**Exercise instructions:** Only one stretch of the records below is wanted: the lines from the one holding "Create an empty" through the one holding "for (key, value)". Return it exactly, both ends included.

---- Supplied entries

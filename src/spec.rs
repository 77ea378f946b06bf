use std::fmt::{Debug, Display, Formatter};
use std::str::FromStr;

use serde_json::{Map, Value as JsonValue};

use crate::error::OptionErr;
use crate::validate::SpecValidator;

/// The three option kinds.
#[derive(Debug, Clone, Copy, PartialEq, Eq, Default)]
pub enum OptionType {
    /// Presence alone sets the value to `true`.
    #[default]
    Boolean,
    /// A bounded integer argument.
    Integer,
    /// A free or enumerated string argument.
    String,
}

impl FromStr for OptionType {
    type Err = OptionErr;

    fn from_str(s: &str) -> Result<Self, Self::Err> {
        match s {
            "boolean" => Ok(OptionType::Boolean),
            "integer" => Ok(OptionType::Integer),
            "string" => Ok(OptionType::String),
            _ => Err(OptionErr::invalid(SpecKey::Type, s)),
        }
    }
}

impl Display for OptionType {
    fn fmt(&self, f: &mut Formatter<'_>) -> std::fmt::Result {
        f.write_str(match self {
            OptionType::Boolean => "boolean",
            OptionType::Integer => "integer",
            OptionType::String => "string",
        })
    }
}

/// Identifies a field of an option declaration, mostly for error reporting.
#[derive(Debug, Clone, Copy, PartialEq, Eq, Hash)]
pub enum SpecKey {
    Names,
    Type,
    Mandatory,
    Min,
    Max,
    DefaultInt,
    Domain,
    DefaultStr,
    Help,
    Bind,
}

impl Display for SpecKey {
    fn fmt(&self, f: &mut Formatter<'_>) -> std::fmt::Result {
        f.write_str(match self {
            SpecKey::Names => "names",
            SpecKey::Type => "type",
            SpecKey::Mandatory => "mandatory",
            SpecKey::Min => "min",
            SpecKey::Max => "max",
            SpecKey::DefaultInt => "default_int",
            SpecKey::Domain => "domain",
            SpecKey::DefaultStr => "default_str",
            SpecKey::Help => "help",
            SpecKey::Bind => "bind",
        })
    }
}

/// One `key => value` entry of an [`OptionSpec`].
///
/// Nilable keys carry an `Option`, so "explicitly unset" is different from
/// "not mentioned": `SpecField::Min(None)` removes an inherited lower bound.
#[derive(Debug, Clone, PartialEq, Eq)]
pub enum SpecField {
    Type(OptionType),
    Mandatory(bool),
    Min(Option<i64>),
    Max(Option<i64>),
    DefaultInt(Option<i64>),
    Domain(Option<Vec<String>>),
    DefaultStr(Option<String>),
    Help(Option<String>),
    Bind(Option<String>),
}

impl SpecField {
    pub fn key(&self) -> SpecKey {
        match self {
            SpecField::Type(_) => SpecKey::Type,
            SpecField::Mandatory(_) => SpecKey::Mandatory,
            SpecField::Min(_) => SpecKey::Min,
            SpecField::Max(_) => SpecKey::Max,
            SpecField::DefaultInt(_) => SpecKey::DefaultInt,
            SpecField::Domain(_) => SpecKey::Domain,
            SpecField::DefaultStr(_) => SpecKey::DefaultStr,
            SpecField::Help(_) => SpecKey::Help,
            SpecField::Bind(_) => SpecKey::Bind,
        }
    }

    pub(crate) fn value(&self) -> &dyn Debug {
        match self {
            SpecField::Type(kind) => kind,
            SpecField::Mandatory(mandatory) => mandatory,
            SpecField::Min(bound) | SpecField::Max(bound) | SpecField::DefaultInt(bound) => bound,
            SpecField::Domain(domain) => domain,
            SpecField::DefaultStr(text) | SpecField::Help(text) | SpecField::Bind(text) => text,
        }
    }

    /// Convert one untyped `key: value` pair, e.g. from a JSON declaration.
    ///
    /// # Error
    ///
    /// Returns [`OptionErr::UnknownKeyword`] for a key outside the recognized set
    /// and [`OptionErr::InvalidSpecification`] for a value of the wrong shape.
    pub fn from_json(key: &str, value: &JsonValue) -> Result<SpecField, OptionErr> {
        let field = match key {
            "type" => {
                if !SpecValidator::type_ok(value) {
                    return Err(OptionErr::invalid(SpecKey::Type, value));
                }
                SpecField::Type(value.as_str().unwrap_or_default().parse()?)
            }
            "mandatory" => {
                if !SpecValidator::mandatory_ok(value) {
                    return Err(OptionErr::invalid(SpecKey::Mandatory, value));
                }
                SpecField::Mandatory(value.as_bool().unwrap_or_default())
            }
            "min" => SpecField::Min(json_int(SpecKey::Min, value)?),
            "max" => SpecField::Max(json_int(SpecKey::Max, value)?),
            "default_int" => SpecField::DefaultInt(json_int(SpecKey::DefaultInt, value)?),
            "domain" => SpecField::Domain(json_domain(value)?),
            "default_str" => SpecField::DefaultStr(json_str(SpecKey::DefaultStr, value)?),
            "help" => {
                if !SpecValidator::help_ok(value) {
                    return Err(OptionErr::invalid(SpecKey::Help, value));
                }
                SpecField::Help(value.as_str().map(str::to_owned))
            }
            "bind" => {
                if !SpecValidator::bind_ok(value) {
                    return Err(OptionErr::invalid(SpecKey::Bind, value));
                }
                SpecField::Bind(value.as_str().map(str::to_owned))
            }
            _ => return Err(OptionErr::UnknownKeyword(key.to_string())),
        };
        Ok(field)
    }
}

fn json_int(key: SpecKey, value: &JsonValue) -> Result<Option<i64>, OptionErr> {
    if value.is_null() {
        return Ok(None);
    }
    value.as_i64()
        .map(Some)
        .ok_or_else(|| OptionErr::invalid(key, value))
}

fn json_str(key: SpecKey, value: &JsonValue) -> Result<Option<String>, OptionErr> {
    if value.is_null() {
        return Ok(None);
    }
    value.as_str()
        .map(|s| Some(s.to_owned()))
        .ok_or_else(|| OptionErr::invalid(key, value))
}

fn json_domain(value: &JsonValue) -> Result<Option<Vec<String>>, OptionErr> {
    if value.is_null() {
        return Ok(None);
    }
    let items = value.as_array().ok_or_else(|| OptionErr::invalid(SpecKey::Domain, value))?;
    items.iter()
        .map(|item| item.as_str()
            .map(str::to_owned)
            .ok_or_else(|| OptionErr::invalid(SpecKey::Domain, value)))
        .collect::<Result<Vec<_>, _>>()
        .map(Some)
}

/// An option specification: an ordered set of [`SpecField`]s.
///
/// Fields missing from a spec are taken from the registry's current
/// [`SpecDefaults`] when an option is added.
///
/// # Examples
///
/// ```
/// use argman::{OptionSpec, OptionType};
///
/// let spec = OptionSpec::new()
///     .kind(OptionType::Integer)
///     .min(0)
///     .max(9)
///     .default_int(0)
///     .help("compression level");
/// assert_eq!(spec.fields().len(), 5);
/// ```
#[derive(Debug, Clone, Default, PartialEq, Eq)]
pub struct OptionSpec {
    fields: Vec<SpecField>,
}

impl OptionSpec {
    /// Create an empty spec, meaning "all defaults".
    pub fn new() -> OptionSpec {
        OptionSpec { fields: Vec::new() }
    }

    /// Parse a spec from a JSON object such as `{"type": "integer", "min": 0}`.
    ///
    /// Key order in the document is kept.
    pub fn from_json(json: &str) -> Result<OptionSpec, OptionErr> {
        let map: Map<String, JsonValue> = serde_json::from_str(json)?;
        OptionSpec::from_json_map(&map)
    }

    pub(crate) fn from_json_map(map: &Map<String, JsonValue>) -> Result<OptionSpec, OptionErr> {
        let mut spec = OptionSpec::new();
        for (key, value) in map {
            spec = spec.field(SpecField::from_json(key, value)?);
        }
        Ok(spec)
    }

    /// Set a field. A field with the same key is replaced in place.
    pub fn field(mut self, field: SpecField) -> Self {
        match self.fields.iter().position(|f| f.key() == field.key()) {
            Some(i) => self.fields[i] = field,
            None => self.fields.push(field),
        }
        self
    }

    pub fn kind(self, kind: OptionType) -> Self {
        self.field(SpecField::Type(kind))
    }

    pub fn mandatory(self, mandatory: bool) -> Self {
        self.field(SpecField::Mandatory(mandatory))
    }

    pub fn min(self, min: i64) -> Self {
        self.field(SpecField::Min(Some(min)))
    }

    pub fn max(self, max: i64) -> Self {
        self.field(SpecField::Max(Some(max)))
    }

    pub fn default_int(self, default: i64) -> Self {
        self.field(SpecField::DefaultInt(Some(default)))
    }

    /// Restrict string values to `domain`.
    pub fn domain<I, S>(self, domain: I) -> Self
    where
        I: IntoIterator<Item = S>,
        S: Into<String>,
    {
        self.field(SpecField::Domain(Some(domain.into_iter().map(Into::into).collect())))
    }

    pub fn default_str(self, default: &str) -> Self {
        self.field(SpecField::DefaultStr(Some(default.to_owned())))
    }

    pub fn help(self, help: &str) -> Self {
        self.field(SpecField::Help(Some(help.to_owned())))
    }

    /// Name the external target the resolved value is delivered to.
    ///
    /// See [`Binder`](crate::Binder).
    pub fn bind(self, target: &str) -> Self {
        self.field(SpecField::Bind(Some(target.to_owned())))
    }

    pub fn fields(&self) -> &[SpecField] {
        &self.fields
    }
}

impl From<Vec<SpecField>> for OptionSpec {
    fn from(fields: Vec<SpecField>) -> Self {
        fields.into_iter().fold(OptionSpec::new(), OptionSpec::field)
    }
}

/// A fully resolved specification record.
///
/// The registry keeps one as its "specification defaults"; every new
/// option starts from a copy of it with the caller's [`OptionSpec`] applied.
#[derive(Debug, Clone, Default, PartialEq, Eq)]
pub struct SpecDefaults {
    pub kind: OptionType,
    pub mandatory: bool,
    pub min: Option<i64>,
    pub max: Option<i64>,
    pub default_int: Option<i64>,
    pub domain: Option<Vec<String>>,
    pub default_str: Option<String>,
    pub help: Option<String>,
    pub bind: Option<String>,
}

impl SpecDefaults {
    /// Overwrite one field without any validation.
    pub(crate) fn apply(&mut self, field: SpecField) {
        match field {
            SpecField::Type(kind) => self.kind = kind,
            SpecField::Mandatory(mandatory) => self.mandatory = mandatory,
            SpecField::Min(min) => self.min = min,
            SpecField::Max(max) => self.max = max,
            SpecField::DefaultInt(default) => self.default_int = default,
            SpecField::Domain(domain) => self.domain = domain,
            SpecField::DefaultStr(default) => self.default_str = default,
            SpecField::Help(help) => self.help = help,
            SpecField::Bind(bind) => self.bind = bind,
        }
    }

    /// Copy of `self` with every field of `spec` applied over it.
    pub(crate) fn merged(&self, spec: &OptionSpec) -> SpecDefaults {
        let mut merged = self.clone();
        for field in spec.fields() {
            merged.apply(field.clone());
        }
        merged
    }

    /// Check `field` against the other fields currently held.
    pub(crate) fn check(&self, field: &SpecField) -> Result<(), OptionErr> {
        let ok = match field {
            SpecField::Type(_) | SpecField::Mandatory(_) | SpecField::Help(_) | SpecField::Bind(_) => true,
            SpecField::Min(min) => {
                SpecValidator::bounds_ok(*min, self.max)
                    && SpecValidator::int_default_ok(self.default_int, *min, self.max)
            }
            SpecField::Max(max) => {
                SpecValidator::bounds_ok(self.min, *max)
                    && SpecValidator::int_default_ok(self.default_int, self.min, *max)
            }
            SpecField::DefaultInt(default) => SpecValidator::int_default_ok(*default, self.min, self.max),
            SpecField::Domain(domain) => {
                SpecValidator::domain_ok(domain.as_deref())
                    && SpecValidator::str_default_ok(self.default_str.as_deref(), domain.as_deref())
            }
            SpecField::DefaultStr(default) => {
                SpecValidator::str_default_ok(default.as_deref(), self.domain.as_deref())
            }
        };
        if ok {
            Ok(())
        } else {
            Err(OptionErr::invalid(field.key(), field.value()))
        }
    }
}
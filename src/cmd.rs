use std::collections::HashMap;

use crate::option::Value;

/// The `CommandLine` holds the result of one successful parse.
///
/// Every name of every option given on the command line maps to that
/// option's value, so aliases resolve to the same value. Options that were
/// not given are absent; in particular a boolean option that was not given
/// is never reported as `false`.
///
/// The non-option arguments are the tokens from the first non-option token
/// onwards, in their original order.
#[derive(Debug, Clone, Default, PartialEq, Eq)]
pub struct CommandLine {
    values: HashMap<String, Value>,
    non_options: Vec<String>,
}

impl CommandLine {
    pub(crate) fn new(values: HashMap<String, Value>, non_options: Vec<String>) -> CommandLine {
        CommandLine { values, non_options }
    }

    /// Get the non-option arguments.
    pub fn get_arg_list(&self) -> Vec<&str> {
        self.non_options.iter().map(|a| a.as_str()).collect()
    }

    /// Get the full `name => value` mapping.
    pub fn get_values(&self) -> &HashMap<String, Value> {
        &self.values
    }

    pub fn into_values(self) -> HashMap<String, Value> {
        self.values
    }

    /// Check if the option named `opt` was given.
    pub fn has_option(&self, opt: &str) -> bool {
        self.values.contains_key(opt)
    }

    pub fn get_value(&self, opt: &str) -> Option<&Value> {
        self.values.get(opt)
    }

    /// `true` if the boolean option `opt` was given, `false` otherwise.
    pub fn get_flag(&self, opt: &str) -> bool {
        self.get_value(opt).and_then(Value::as_bool).unwrap_or(false)
    }

    pub fn get_int(&self, opt: &str) -> Option<i64> {
        self.get_value(opt).and_then(Value::as_int)
    }

    pub fn get_str(&self, opt: &str) -> Option<&str> {
        self.get_value(opt).and_then(Value::as_str)
    }

    /// Render the mapping as a JSON object.
    pub fn to_json(&self) -> serde_json::Result<String> {
        serde_json::to_string(&self.values)
    }
}

#[cfg(test)]
mod test {
    use std::collections::HashMap;

    use crate::cmd::CommandLine;
    use crate::option::Value;

    fn sample() -> CommandLine {
        let mut values = HashMap::new();
        values.insert("v".to_string(), Value::Bool(true));
        values.insert("verbose".to_string(), Value::Bool(true));
        values.insert("l".to_string(), Value::Int(3));
        values.insert("f".to_string(), Value::Str("json".to_string()));
        CommandLine::new(values, vec!["in.txt".to_string(), "out.txt".to_string()])
    }

    #[test]
    fn test_typed_getters() {
        let cmd = sample();
        assert!(cmd.has_option("verbose"));
        assert!(!cmd.has_option("q"));
        assert!(cmd.get_flag("v"));
        assert!(!cmd.get_flag("q"));
        assert!(!cmd.get_flag("l"));
        assert_eq!(Some(3), cmd.get_int("l"));
        assert_eq!(None, cmd.get_int("f"));
        assert_eq!(Some("json"), cmd.get_str("f"));
        assert_eq!(vec!["in.txt", "out.txt"], cmd.get_arg_list());
    }

    #[test]
    fn test_to_json() {
        let mut values = HashMap::new();
        values.insert("l".to_string(), Value::Int(3));
        let cmd = CommandLine::new(values, vec![]);
        assert_eq!(r#"{"l":3}"#, cmd.to_json().unwrap());
    }
}
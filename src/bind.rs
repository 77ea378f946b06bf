use std::collections::HashMap;

use crate::option::Value;

/// Receives the values of options declared with a bind target.
///
/// After a successful parse the parser calls [`Binder::bind`] once for every
/// given option that has a bind target, with the target name and the
/// option's resolved value. How the value is applied is up to the host.
///
/// Any `FnMut(&str, &Value)` closure is a binder. [`BoundValues`] simply
/// collects the values by target name.
///
/// # Examples
///
/// ```
/// use argman::{DefaultParser, OptionSpec, OptionType, Options, Parser, Value};
///
/// struct Config { level: i64 }
///
/// let mut options = Options::new();
/// options.add_option(["l"], OptionSpec::new()
///     .kind(OptionType::Integer)
///     .default_int(1)
///     .bind("level")).unwrap();
///
/// let mut config = Config { level: 0 };
/// let mut binder = |target: &str, value: &Value| {
///     if target == "level" {
///         config.level = value.as_int().unwrap_or_default();
///     }
/// };
/// DefaultParser::builder().build()
///     .parse_and_bind(&mut options, &["-l", "4"], &mut binder)
///     .unwrap();
/// assert_eq!(4, config.level);
/// ```
pub trait Binder {
    fn bind(&mut self, target: &str, value: &Value);
}

impl<F> Binder for F
where
    F: FnMut(&str, &Value),
{
    fn bind(&mut self, target: &str, value: &Value) {
        self(target, value)
    }
}

/// A binder collecting `target => value`.
#[derive(Debug, Clone, Default, PartialEq, Eq)]
pub struct BoundValues(HashMap<String, Value>);

impl BoundValues {
    pub fn new() -> BoundValues {
        BoundValues::default()
    }

    pub fn get(&self, target: &str) -> Option<&Value> {
        self.0.get(target)
    }

    pub fn into_inner(self) -> HashMap<String, Value> {
        self.0
    }
}

impl Binder for BoundValues {
    fn bind(&mut self, target: &str, value: &Value) {
        self.0.insert(target.to_string(), value.clone());
    }
}
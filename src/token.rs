//! Recognition of option tokens and short option cluster expansion.

use std::sync::LazyLock;

use regex::Regex;

static SHORT_CLUSTER_RE: LazyLock<Regex> =
    LazyLock::new(|| Regex::new(r"\A-[A-Za-z0-9_]{2,}").expect("static regex must compile"));
static SHORT_OPTION_RE: LazyLock<Regex> =
    LazyLock::new(|| Regex::new(r"\A-([A-Za-z0-9_])\z").expect("static regex must compile"));
static LONG_OPTION_RE: LazyLock<Regex> = LazyLock::new(|| {
    Regex::new(r"(?s)\A--([A-Za-z0-9_][-A-Za-z0-9_]*)(?:=(.*))?\z").expect("static regex must compile")
});

/// A token recognized as an option switch.
#[derive(Debug, Clone, PartialEq, Eq)]
pub struct OptionMatch {
    /// The option name without leading dashes.
    pub name: String,
    /// The value attached with `--name=value`, if any.
    pub inline_value: Option<String>,
}

/// Check whether `token` is a dash followed by at least two option letters, e.g. `-xvf`.
pub fn is_short_cluster_token(token: &str) -> bool {
    SHORT_CLUSTER_RE.is_match(token)
}

/// Check whether `token` is exactly a dash and one option letter, e.g. `-x`.
pub fn is_short_option_token(token: &str) -> bool {
    SHORT_OPTION_RE.is_match(token)
}

/// Match `--name` or `--name=value`.
pub fn match_long_option(token: &str) -> Option<OptionMatch> {
    let caps = LONG_OPTION_RE.captures(token)?;
    Some(OptionMatch {
        name: caps[1].to_string(),
        inline_value: caps.get(2).map(|m| m.as_str().to_string()),
    })
}

/// Try the short form first, then the long form.
///
/// `None` means the token is not an option; it starts the non-option tail.
pub fn match_option(token: &str) -> Option<OptionMatch> {
    if let Some(caps) = SHORT_OPTION_RE.captures(token) {
        return Some(OptionMatch { name: caps[1].to_string(), inline_value: None });
    }
    match_long_option(token)
}

/// Expand one cluster into single short option tokens.
///
/// Returns the tokens together with whatever trailed the leading run of
/// option letters (`"=5"` for `-ab=5`), which is not part of the expansion.
pub fn expand_cluster(token: &str) -> (Vec<String>, &str) {
    let body = &token[1..];
    let end = body.find(|c: char| !(c.is_ascii_alphanumeric() || c == '_'))
        .unwrap_or(body.len());
    let expanded = body[..end].chars().map(|c| format!("-{}", c)).collect();
    (expanded, &body[end..])
}

/// Replace every short option cluster by its single option tokens.
///
/// Tokens that are not clusters pass through unchanged, so expanding an
/// already expanded list is a no-op. Trailing content after the option
/// letters of a cluster is dropped: `-ab=5` becomes `-a -b`.
pub fn expand_clusters<T: AsRef<str>>(tokens: &[T]) -> Vec<String> {
    let mut expanded = Vec::with_capacity(tokens.len());
    for token in tokens {
        let token = token.as_ref();
        if is_short_cluster_token(token) {
            let (options, rest) = expand_cluster(token);
            if !rest.is_empty() {
                tracing::warn!(token, dropped = rest, "dropping trailing content of short option cluster");
            }
            expanded.extend(options);
        } else {
            expanded.push(token.to_string());
        }
    }
    expanded
}
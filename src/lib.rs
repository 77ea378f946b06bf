//! # The ArgMan Library
//!
//! The ArgMan library provides an API for declaring typed command line
//! options and parsing arguments against them. It also able to print a
//! help message listing the declared options and their constraints.
//!
//! ArgMan supports three types of options:
//!
//! - Boolean options, which never take an argument, for example `-v` or `--verbose`
//! - Integer options, optionally bounded by `[min, max]`, for example `-l 5` or `--level=5`
//! - String options, optionally restricted to a domain, for example `--format json`
//!
//! Short options can be clustered, so `-xvf` is read as `-x -v -f`.
//! Scanning stops at the first token which is not an option; that token and
//! everything after it are the non-option arguments.
//!
//! A typical help message displayed by ArgMan looks like this:
//!
//! ```txt
//! usage: pack [options] <file>
//!     -v, --verbose        print verbosely
//!     -l, --level=INT      compression level
//!                          INT is from interval [ 0, 9 ]
//!                          INT is not mandatory -- default value is 6
//!     -f, --format=STR     option is mandatory
//!                          STR is from domain { tar, zip }
//!                          STR is mandatory
//! ```
//!
//! # Examples
//!
//! A simple example.
//!
//! ```
//! use argman::{DefaultParser, OptionSpec, OptionType, Options, Parser};
//!
//! let mut options = Options::new();
//! options.add_option(["v", "verbose"], OptionSpec::new().help("print verbosely")).unwrap();
//! options.add_option(["l", "level"], OptionSpec::new()
//!                     .kind(OptionType::Integer)
//!                     .min(0)
//!                     .max(9)
//!                     .default_int(6)
//!                     .help("compression level")).unwrap();
//! options.add_option(["f", "format"], OptionSpec::new()
//!                     .kind(OptionType::String)
//!                     .mandatory(true)
//!                     .domain(["tar", "zip"])).unwrap();
//!
//! let mut parser = DefaultParser::builder().build();
//! let cmd = parser.parse_args(&mut options, &["-vl", "--format=zip", "a.txt"]).unwrap();
//!
//! assert!(cmd.get_flag("verbose"));
//! assert_eq!(Some(6), cmd.get_int("level"));
//! assert_eq!(Some("zip"), cmd.get_str("f"));
//! assert_eq!(vec!["a.txt"], cmd.get_arg_list());
//! ```
//!
//! Declarations can also be loaded from JSON, and values delivered to
//! host-side targets through a [`Binder`].
//!
//! ```
//! use argman::{BoundValues, DefaultParser, HelpFormatter, Options, Parser, Value};
//!
//! let mut options = Options::new();
//! options.load_json(r#"[
//!     {"names": ["o", "output"], "type": "string", "default_str": "-", "bind": "output"},
//!     {"names": "q", "help": "be quiet", "bind": "quiet"}
//! ]"#).unwrap();
//!
//! let mut bound = BoundValues::new();
//! let mut parser = DefaultParser::builder().build();
//! let cmd = parser.parse_and_bind(&mut options, &["-o", "out.bin"], &mut bound).unwrap();
//!
//! assert_eq!(Some(&Value::Str("out.bin".to_string())), bound.get("output"));
//! assert_eq!(None, bound.get("quiet"));
//! assert!(!cmd.has_option("q"));
//!
//! let help = HelpFormatter::new("tool [options]").render_help(&options);
//! assert!(help.contains("STR is not mandatory -- default value is -"));
//! ```

pub use bind::{Binder, BoundValues};
pub use cmd::CommandLine;
pub use error::{OptionErr, ParseErr};
pub use format::{HelpEntry, HelpFormatter};
pub use option::{ArgOption, BooleanOption, IntegerOption, StringOption, Value};
pub use options::Options;
pub use parser::{ClusterRemainder, DefaultParser, Parser, ParserBuilder};
pub use spec::{OptionSpec, OptionType, SpecDefaults, SpecField, SpecKey};
pub use validate::SpecValidator;

pub mod token;

mod bind;
mod cmd;
mod error;
mod format;
mod option;
mod options;
mod parser;
mod spec;
mod validate;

--------

**Worked solution:**
    /// Create an empty spec, meaning "all defaults".
    pub fn new() -> OptionSpec {
        OptionSpec { fields: Vec::new() }
    }

    /// Parse a spec from a JSON object such as `{"type": "integer", "min": 0}`.
    ///
    /// Key order in the document is kept.
    pub fn from_json(json: &str) -> Result<OptionSpec, OptionErr> {
        let map: Map<String, JsonValue> = serde_json::from_str(json)?;
        OptionSpec::from_json_map(&map)
    }

    pub(crate) fn from_json_map(map: &Map<String, JsonValue>) -> Result<OptionSpec, OptionErr> {
        let mut spec = OptionSpec::new();
        for (key, value) in map {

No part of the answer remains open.